British pilot (born 1960)

Steve Jones (born 5 January 1960) is a British airline and aerobatics pilot who competed in the Red Bull Air Race World Series, flying a Zivko Edge 540. He is now the championship's head judge.

Jones had his first flying lesson at just five years old, in 1965, in a Cessna, on the knee of a family friend. He became a pilot both commercially and competitively.

Commercially, Jones was formerly a captain for British Airways, flying a Boeing 747. He spends his off-season working on and racing vintage cars. His company is also rebuilding two vintage wooden racing aircraft.

Since 1994, Jones has flown competitively and as a display pilot with Paul Bonhomme in their Red Bull Matadors Team. They have taken their show around the world from the UAE to Japan. Jones flies as the wingman. Jones was a competitive Red Bull Air Race pilot from the first UK race which took place in Kemble UK in 2004. In the Red Bull Air Race series of 2007, he won in Porto, Portugal, defeating Mike Mangold.

Jones retired from Airrace as a competitor at the end of the 2008 season.
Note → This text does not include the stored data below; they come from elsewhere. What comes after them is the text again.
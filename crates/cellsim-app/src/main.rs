use anyhow::{Context, Result};
use cellsim_app::{RunConfig, run};
use clap::Parser;
use std::path::PathBuf;
use tracing::info;

#[derive(Parser, Debug)]
#[command(name = "cellsim", version, about = "Run an agent-based cell simulation")]
struct Cli {
    /// JSON run configuration; the built-in demo runs when omitted.
    #[arg(long, env = "CELLSIM_CONFIG")]
    config: Option<PathBuf>,
    /// Number of ticks to advance.
    #[arg(long)]
    ticks: Option<u64>,
    /// Seed of the site random source.
    #[arg(long)]
    seed: Option<u64>,
    /// Log a tick summary every N ticks.
    #[arg(long)]
    report_every: Option<u64>,
    /// Write the final scene as POV-Ray objects.
    #[arg(long)]
    pov: Option<PathBuf>,
    /// Write the final cell snapshot as JSON.
    #[arg(long)]
    snapshot: Option<PathBuf>,
}

fn main() -> Result<()> {
    init_tracing();
    let cli = Cli::parse();

    let mut config = match &cli.config {
        Some(path) => RunConfig::load(path)?,
        None => RunConfig::demo(),
    };
    if let Some(ticks) = cli.ticks {
        config.ticks = ticks;
    }
    if let Some(seed) = cli.seed {
        config.world.site.rng_seed = Some(seed);
    }
    if let Some(every) = cli.report_every {
        config.report_every = every;
    }

    info!(ticks = config.ticks, "starting cellsim run");
    let report = run(config)?;

    if let Some(path) = &cli.pov {
        std::fs::write(path, &report.scene)
            .with_context(|| format!("failed to write {}", path.display()))?;
        info!(path = %path.display(), "scene written");
    }
    if let Some(path) = &cli.snapshot {
        let json = serde_json::to_string_pretty(&report.cells)?;
        std::fs::write(path, json).with_context(|| format!("failed to write {}", path.display()))?;
        info!(path = %path.display(), "snapshot written");
    }
    Ok(())
}

fn init_tracing() {
    let _ = tracing_subscriber::fmt()
        .with_env_filter(tracing_subscriber::EnvFilter::from_default_env())
        .try_init();
}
He spent the next two seasons as technical commentator for TV and Internet coverage.

Red Bull Air Race took a 3-year break, returning in 2014. Jones came back as race director and head of training.

On 16 November 2021 Steve Jones became the record holder for electrically powered planes over a 3km course, with a speed of 559.9km/h (345.4mph) in the Spirit of innovation, built for Rolls Royce buy the now defunct Electroflight.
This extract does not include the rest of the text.